- [Exercise brief]: Across all the records, filter for lines with the word "root" and copy them.

- [Dataset extract]:

//! DOM and Web API utility functions.
//!
//! Provides safe, consistent access to browser APIs with proper error
//! handling.

use web_sys::{Storage, Window};

/// Get the browser window object.
#[inline]
pub fn window() -> Option<Window> {
    web_sys::window()
}

/// Get localStorage.
#[inline]
pub fn local_storage() -> Option<Storage> {
    window()?.local_storage().ok()?
}

/// Log an error message to the browser console.
pub fn console_error(msg: &str) {
    web_sys::console::error_1(&msg.into());
}

/// Log a warning to the browser console.
pub fn console_warn(msg: &str) {
    web_sys::console::warn_1(&msg.into());
}

// =============================================================================
// Browser Navigation
// =============================================================================

/// Set the URL hash (adds to browser history).
///
/// The hash should include the '#' prefix.
pub fn set_hash(hash: &str) {
    if let Some(window) = window() {
        let _ = window.location().set_hash(hash);
    }
}

/// Replace the URL hash without adding to browser history.
///
/// The hash should include the '#' prefix.
/// Useful for redirects that shouldn't appear in back button history.
pub fn replace_hash(hash: &str) {
    if let Some(window) = window()
        && let Ok(history) = window.history()
    {
        let _ = history.replace_state_with_url(&wasm_bindgen::JsValue::NULL, "", Some(hash));
    }
}

/// Go back one entry in browser history.
pub fn history_back() {
    if let Some(window) = window()
        && let Ok(history) = window.history()
    {
        let _ = history.back();
    }
}

// =============================================================================
// Theme
// =============================================================================

/// Apply the theme key as the class on `<html>` so CSS variables switch.
pub fn apply_document_theme(theme_key: &str) {
    if let Some(window) = window()
        && let Some(document) = window.document()
        && let Some(root) = document.document_element()
    {
        root.set_class_name(theme_key);
    }
}

// =============================================================================
// Downloads
// =============================================================================

/// Trigger a browser download of `url` under `file_name` by clicking a
/// synthesized anchor element.
pub fn trigger_download(url: &str, file_name: &str) {
    use wasm_bindgen::JsCast;

    let Some(document) = window().and_then(|w| w.document()) else {
        return;
    };
    let Some(body) = document.body() else {
        return;
    };
    if let Ok(element) = document.create_element("a")
        && let Ok(anchor) = element.dyn_into::<web_sys::HtmlAnchorElement>()
    {
        anchor.set_href(url);
        anchor.set_download(file_name);
        let _ = body.append_child(&anchor);
        anchor.click();
        let _ = body.remove_child(&anchor);
    }
}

- [Finished exercise]:
        && let Some(root) = document.document_element()
        root.set_class_name(theme_key);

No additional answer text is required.